What this task involves: Lines that contain "live": how many are there in the listing below? Answer with a number and nothing more.

Data under study:
#[cfg(test)]
mod tests {
    use super::*;
    use ratatui::{backend::TestBackend, Terminal};
    use std::io::Cursor;
    use std::time::Duration;

    fn single_challenge_app() -> App {
        let config = GameConfig {
            catalog: vec!["grin".into()],
            ..Default::default()
        };
        let session = Session::with_seed(config, 5).unwrap();
        let classifier = GameClassifier::Keyboard(KeyboardClassifier::new(session.catalog()));
        App::with_parts(session, classifier)
    }

    fn screen_text(app: &App) -> String {
        let mut terminal = Terminal::new(TestBackend::new(80, 24)).unwrap();
        terminal.draw(|f| ui::draw(app, f)).unwrap();
        terminal
            .backend()
            .buffer()
            .content
            .iter()
            .map(|c| c.symbol())
            .collect()
    }

    #[test]
    fn test_cli_classifier_args_keep_spaces() {
        let cli = Cli::parse_from([
            "facedrop",
            "--classifier",
            "python3",
            "--classifier-arg",
            "my model.py",
            "--classifier-arg",
            "--camera=1",
        ]);
        assert_eq!(cli.classifier.as_deref(), Some("python3"));
        assert_eq!(cli.classifier_args, vec!["my model.py", "--camera=1"]);
    }

    #[test]
    fn test_cli_classifier_arg_needs_a_program() {
        assert!(Cli::try_parse_from(["facedrop", "--classifier-arg", "x"]).is_err());
    }

    #[test]
    fn test_closed_classifier_halts_the_session() {
        let session = Session::with_seed(GameConfig::default(), 1).unwrap();
        let live = LineClassifier::from_reader(Cursor::new(""));
        let mut app = App::with_parts(session, GameClassifier::Live(live));

        app.on_tick(InputEvent::Start, 0.0);
        let mut ticks = 0;
        while !app.classifier_lost {
            ticks += 1;
            assert!(ticks < 2_000, "closed classifier never noticed");
            std::thread::sleep(Duration::from_millis(1));
            app.on_tick(InputEvent::None, 1.0 / 30.0);
        }

        assert_eq!(app.session.phase(), Phase::Active);
        assert!(screen_text(&app).contains("classifier disconnected"));
    }

    #[test]
    fn test_keyboard_play_never_counts_as_disconnected() {
        let mut app = single_challenge_app();
        app.on_tick(InputEvent::Start, 0.0);
        for _ in 0..10 {
            app.on_tick(InputEvent::None, 1.0 / 30.0);
        }
        assert!(!app.classifier_lost);
    }

    #[test]
    fn test_digit_on_start_screen_is_ignored() {
        let mut app = single_challenge_app();
        app.press('1');
        assert_eq!(app.classifier.classify().unwrap(), None);
    }

    #[test]
    fn test_stale_digit_does_not_score_in_the_next_session() {
        let mut app = single_challenge_app();
        // a press left over from outside a session
        app.classifier.press('1');

        let report = app.on_tick(InputEvent::Start, 0.0);
        assert_eq!(report.events, vec![SessionEvent::SessionStarted]);
        assert_eq!(app.session.state().score, 0);
        assert!(app.session.state().active.is_some());
    }

    #[test]
    fn test_digit_while_active_matches() {
        let mut app = single_challenge_app();
        app.on_tick(InputEvent::Start, 0.0);
        app.press('1');

        let report = app.on_tick(InputEvent::None, 1.0 / 30.0);
        assert_eq!(
            report.events,
            vec![SessionEvent::Matched {
                identifier: "grin".into(),
                score: 1
            }]
        );
    }
}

Written reply: 2